/---

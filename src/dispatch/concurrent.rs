//! # Layered-concurrent dispatcher.
//!
//! [`AsyncDispatcher`] shares plan resolution and metadata stamping with the
//! sequential [`Dispatcher`](crate::Dispatcher), but executes each priority
//! layer as one structured-concurrency scope:
//!
//! ```text
//! for layer in plan (priority descending):
//!     ├─► spawn every entry into one JoinSet, in topological order
//!     ├─► await all siblings jointly
//!     │     ├─ any failure ──► abort_all (best-effort cancel), keep draining,
//!     │     │                  fail with Aggregate { every observed failure }
//!     │     └─ all succeed ──► merge results in launch order
//!     └─► next layer only after the scope is fully drained
//! ```
//!
//! ## Rules
//! - Layers never overlap; siblings within a layer freely interleave.
//! - Launch order is the topological order, so merge conflicts are attributed
//!   deterministically even though completion order is not.
//! - Listener panics are caught per task (`catch_unwind`) and surface as
//!   [`DispatchError::Panicked`] inside the aggregate instead of tearing down
//!   the runtime.
//! - A listener awaiting its own nested `emit` suspends at that await point;
//!   the nested emission runs to completion through its own layers first.
//!   There is no framework depth guard, matching the sequential strategy.

use std::any::Any;
use std::panic::AssertUnwindSafe;
use std::sync::atomic::{AtomicBool, Ordering as AtomicOrdering};
use std::sync::{Arc, Mutex, MutexGuard, PoisonError};

use futures::FutureExt;
use serde_json::Value;
use tokio::task::JoinSet;

use crate::dispatch::config::DispatcherConfig;
use crate::dispatch::merge::{MergedResult, merge_result};
use crate::error::{DispatchError, RegistryError};
use crate::events::{Event, EventType};
use crate::registry::{AsyncListenerRef, ListenerEntry, ListenerKey, ListenerOutput, Registry};

/// Asynchronous event dispatcher with same-priority parallelism.
///
/// Owns its [`Registry`] one-to-one, like the sequential dispatcher. Assumes
/// one cooperative scheduler; the registry lock is only held to register or
/// to resolve a plan, never across an await.
pub struct AsyncDispatcher {
    registry: Mutex<Registry<AsyncListenerRef>>,
    config: DispatcherConfig,
    closed: AtomicBool,
}

impl AsyncDispatcher {
    /// Creates a dispatcher with default metadata generators.
    pub fn new() -> Self {
        Self::with_config(DispatcherConfig::default())
    }

    /// Creates a dispatcher with the given metadata generators.
    pub fn with_config(config: DispatcherConfig) -> Self {
        Self {
            registry: Mutex::new(Registry::new()),
            config,
            closed: AtomicBool::new(false),
        }
    }

    /// Registers a listener under every type in `event_types`.
    ///
    /// Same contract as the sequential dispatcher: unknown dependencies and
    /// cycles are rejected with nothing changed.
    pub fn add_listener(
        &self,
        event_types: &[&'static EventType],
        entry: ListenerEntry<AsyncListenerRef>,
    ) -> Result<(), RegistryError> {
        self.registry().add(event_types, entry)
    }

    /// Removes listeners; mode depends on which arguments are present (see
    /// [`Dispatcher::remove_listener`](crate::Dispatcher::remove_listener)).
    pub fn remove_listener(
        &self,
        event_types: Option<&[&'static EventType]>,
        callback: Option<ListenerKey>,
    ) -> Result<(), RegistryError> {
        self.registry().remove(event_types, callback)
    }

    /// Dispatches `event`, returning the merged listener results.
    pub async fn emit<E: Event>(&self, event: E) -> Result<MergedResult, DispatchError> {
        self.emit_arc(Arc::new(event)).await
    }

    /// Dispatches a pre-allocated event.
    ///
    /// Metadata slots are write-once: re-emitting the same `Arc` keeps the
    /// id and timestamp of its first emission.
    pub async fn emit_arc(&self, event: Arc<dyn Event>) -> Result<MergedResult, DispatchError> {
        if self.is_closed() {
            return Err(DispatchError::Closed);
        }
        event
            .meta()
            .stamp((self.config.id_source)(), (self.config.clock)());

        let plan = self.registry().resolve_order(event.event_type())?;

        let mut merged = MergedResult::new();
        for layer in plan.layers() {
            let entries = layer.entries();
            let mut scope: JoinSet<(usize, Result<ListenerOutput, String>)> = JoinSet::new();
            for (index, entry) in entries.iter().enumerate() {
                let callback = entry.callback().clone();
                let ev = Arc::clone(&event);
                scope.spawn(async move {
                    match AssertUnwindSafe(callback.on_event(ev)).catch_unwind().await {
                        Ok(output) => (index, Ok(output)),
                        Err(payload) => (index, Err(panic_message(payload))),
                    }
                });
            }

            let mut slots: Vec<Option<Value>> = Vec::new();
            slots.resize_with(entries.len(), || None);
            let mut failures: Vec<(usize, DispatchError)> = Vec::new();

            while let Some(joined) = scope.join_next().await {
                match joined {
                    Ok((index, Ok(Ok(output)))) => {
                        if let Some(value) = output {
                            slots[index] = Some(value);
                        }
                    }
                    Ok((index, Ok(Err(source)))) => {
                        failures.push((
                            index,
                            DispatchError::Listener {
                                listener: entries[index].name().to_string(),
                                source,
                            },
                        ));
                        scope.abort_all();
                    }
                    Ok((index, Err(info))) => {
                        failures.push((
                            index,
                            DispatchError::Panicked {
                                listener: entries[index].name().to_string(),
                                info,
                            },
                        ));
                        scope.abort_all();
                    }
                    // Cancelled siblings surface here after abort_all; their
                    // non-results are not failures of their own.
                    Err(_aborted) => {}
                }
            }

            if !failures.is_empty() {
                failures.sort_by_key(|&(index, _)| index);
                return Err(DispatchError::Aggregate {
                    errors: failures.into_iter().map(|(_, e)| e).collect(),
                });
            }

            // Merge in launch (topological) order, not completion order, so
            // conflict attribution is deterministic across runs.
            for (index, slot) in slots.into_iter().enumerate() {
                if let Some(value) = slot {
                    merge_result(&mut merged, value, entries[index].name())?;
                }
            }
        }
        Ok(merged)
    }

    /// Marks the dispatcher closed; later emissions fail with
    /// [`DispatchError::Closed`].
    ///
    /// Idempotent. No queued work exists to drain — this design performs no
    /// queueing.
    pub fn shutdown(&self) {
        self.closed.store(true, AtomicOrdering::SeqCst);
    }

    /// True once [`AsyncDispatcher::shutdown`] has been called.
    pub fn is_closed(&self) -> bool {
        self.closed.load(AtomicOrdering::SeqCst)
    }

    fn registry(&self) -> MutexGuard<'_, Registry<AsyncListenerRef>> {
        self.registry.lock().unwrap_or_else(PoisonError::into_inner)
    }
}

impl Default for AsyncDispatcher {
    fn default() -> Self {
        Self::new()
    }
}

/// Extracts a printable message from a panic payload.
fn panic_message(payload: Box<dyn Any + Send>) -> String {
    if let Some(msg) = payload.downcast_ref::<&'static str>() {
        (*msg).to_string()
    } else if let Some(msg) = payload.downcast_ref::<String>() {
        msg.clone()
    } else {
        "unknown panic".to_string()
    }
}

\---

- TASK INSTRUCTIONS -
Each record above should be repeated exactly.

- EXERCISE OUTPUT -
filename src/dispatch/concurrent.rs
//! # Layered-concurrent dispatcher.
//!
//! [`AsyncDispatcher`] shares plan resolution and metadata stamping with the
//! sequential [`Dispatcher`](crate::Dispatcher), but executes each priority
//! layer as one structured-concurrency scope:
//!
//! ```text
//! for layer in plan (priority descending):
//!     ├─► spawn every entry into one JoinSet, in topological order
//!     ├─► await all siblings jointly
//!     │     ├─ any failure ──► abort_all (best-effort cancel), keep draining,
//!     │     │                  fail with Aggregate { every observed failure }
//!     │     └─ all succeed ──► merge results in launch order
//!     └─► next layer only after the scope is fully drained
//! ```
//!
//! ## Rules
//! - Layers never overlap; siblings within a layer freely interleave.
//! - Launch order is the topological order, so merge conflicts are attributed
//!   deterministically even though completion order is not.
//! - Listener panics are caught per task (`catch_unwind`) and surface as
//!   [`DispatchError::Panicked`] inside the aggregate instead of tearing down
//!   the runtime.
//! - A listener awaiting its own nested `emit` suspends at that await point;
//!   the nested emission runs to completion through its own layers first.
//!   There is no framework depth guard, matching the sequential strategy.

use std::any::Any;
use std::panic::AssertUnwindSafe;
use std::sync::atomic::{AtomicBool, Ordering as AtomicOrdering};
use std::sync::{Arc, Mutex, MutexGuard, PoisonError};

use futures::FutureExt;
use serde_json::Value;
use tokio::task::JoinSet;

use crate::dispatch::config::DispatcherConfig;
use crate::dispatch::merge::{MergedResult, merge_result};
use crate::error::{DispatchError, RegistryError};
use crate::events::{Event, EventType};
use crate::registry::{AsyncListenerRef, ListenerEntry, ListenerKey, ListenerOutput, Registry};

/// Asynchronous event dispatcher with same-priority parallelism.
///
/// Owns its [`Registry`] one-to-one, like the sequential dispatcher. Assumes
/// one cooperative scheduler; the registry lock is only held to register or
/// to resolve a plan, never across an await.
pub struct AsyncDispatcher {
    registry: Mutex<Registry<AsyncListenerRef>>,
    config: DispatcherConfig,
    closed: AtomicBool,
}

impl AsyncDispatcher {
    /// Creates a dispatcher with default metadata generators.
    pub fn new() -> Self {
        Self::with_config(DispatcherConfig::default())
    }

    /// Creates a dispatcher with the given metadata generators.
    pub fn with_config(config: DispatcherConfig) -> Self {
        Self {
            registry: Mutex::new(Registry::new()),
            config,
            closed: AtomicBool::new(false),
        }
    }

    /// Registers a listener under every type in `event_types`.
    ///
    /// Same contract as the sequential dispatcher: unknown dependencies and
    /// cycles are rejected with nothing changed.
    pub fn add_listener(
        &self,
        event_types: &[&'static EventType],
        entry: ListenerEntry<AsyncListenerRef>,
    ) -> Result<(), RegistryError> {
        self.registry().add(event_types, entry)
    }

    /// Removes listeners; mode depends on which arguments are present (see
    /// [`Dispatcher::remove_listener`](crate::Dispatcher::remove_listener)).
    pub fn remove_listener(
        &self,
        event_types: Option<&[&'static EventType]>,
        callback: Option<ListenerKey>,
    ) -> Result<(), RegistryError> {
        self.registry().remove(event_types, callback)
    }

    /// Dispatches `event`, returning the merged listener results.
    pub async fn emit<E: Event>(&self, event: E) -> Result<MergedResult, DispatchError> {
        self.emit_arc(Arc::new(event)).await
    }

    /// Dispatches a pre-allocated event.
    ///
    /// Metadata slots are write-once: re-emitting the same `Arc` keeps the
    /// id and timestamp of its first emission.
    pub async fn emit_arc(&self, event: Arc<dyn Event>) -> Result<MergedResult, DispatchError> {
        if self.is_closed() {
            return Err(DispatchError::Closed);
        }
        event
            .meta()
            .stamp((self.config.id_source)(), (self.config.clock)());

        let plan = self.registry().resolve_order(event.event_type())?;

        let mut merged = MergedResult::new();
        for layer in plan.layers() {
            let entries = layer.entries();
            let mut scope: JoinSet<(usize, Result<ListenerOutput, String>)> = JoinSet::new();
            for (index, entry) in entries.iter().enumerate() {
                let callback = entry.callback().clone();
                let ev = Arc::clone(&event);
                scope.spawn(async move {
                    match AssertUnwindSafe(callback.on_event(ev)).catch_unwind().await {
                        Ok(output) => (index, Ok(output)),
                        Err(payload) => (index, Err(panic_message(payload))),
                    }
                });
            }

            let mut slots: Vec<Option<Value>> = Vec::new();
            slots.resize_with(entries.len(), || None);
            let mut failures: Vec<(usize, DispatchError)> = Vec::new();

            while let Some(joined) = scope.join_next().await {
                match joined {
                    Ok((index, Ok(Ok(output)))) => {
                        if let Some(value) = output {
                            slots[index] = Some(value);
                        }
                    }
                    Ok((index, Ok(Err(source)))) => {
                        failures.push((
                            index,
                            DispatchError::Listener {
                                listener: entries[index].name().to_string(),
                                source,
                            },
                        ));
                        scope.abort_all();
                    }
                    Ok((index, Err(info))) => {
                        failures.push((
                            index,
                            DispatchError::Panicked {
                                listener: entries[index].name().to_string(),
                                info,
                            },
                        ));
                        scope.abort_all();
                    }
                    // Cancelled siblings surface here after abort_all; their
                    // non-results are not failures of their own.
                    Err(_aborted) => {}
                }
            }

            if !failures.is_empty() {
                failures.sort_by_key(|&(index, _)| index);
                return Err(DispatchError::Aggregate {
                    errors: failures.into_iter().map(|(_, e)| e).collect(),
                });
            }

            // Merge in launch (topological) order, not completion order, so
            // conflict attribution is deterministic across runs.
            for (index, slot) in slots.into_iter().enumerate() {
                if let Some(value) = slot {
                    merge_result(&mut merged, value, entries[index].name())?;
                }
            }
        }
        Ok(merged)
    }

    /// Marks the dispatcher closed; later emissions fail with
    /// [`DispatchError::Closed`].
    ///
    /// Idempotent. No queued work exists to drain — this design performs no
    /// queueing.
    pub fn shutdown(&self) {
        self.closed.store(true, AtomicOrdering::SeqCst);
    }

    /// True once [`AsyncDispatcher::shutdown`] has been called.
    pub fn is_closed(&self) -> bool {
        self.closed.load(AtomicOrdering::SeqCst)
    }

    fn registry(&self) -> MutexGuard<'_, Registry<AsyncListenerRef>> {
        self.registry.lock().unwrap_or_else(PoisonError::into_inner)
    }
}

impl Default for AsyncDispatcher {
    fn default() -> Self {
        Self::new()
    }
}

/// Extracts a printable message from a panic payload.
fn panic_message(payload: Box<dyn Any + Send>) -> String {
    if let Some(msg) = payload.downcast_ref::<&'static str>() {
        (*msg).to_string()
    } else if let Some(msg) = payload.downcast_ref::<String>() {
        msg.clone()
    } else {
        "unknown panic".to_string()
    }
}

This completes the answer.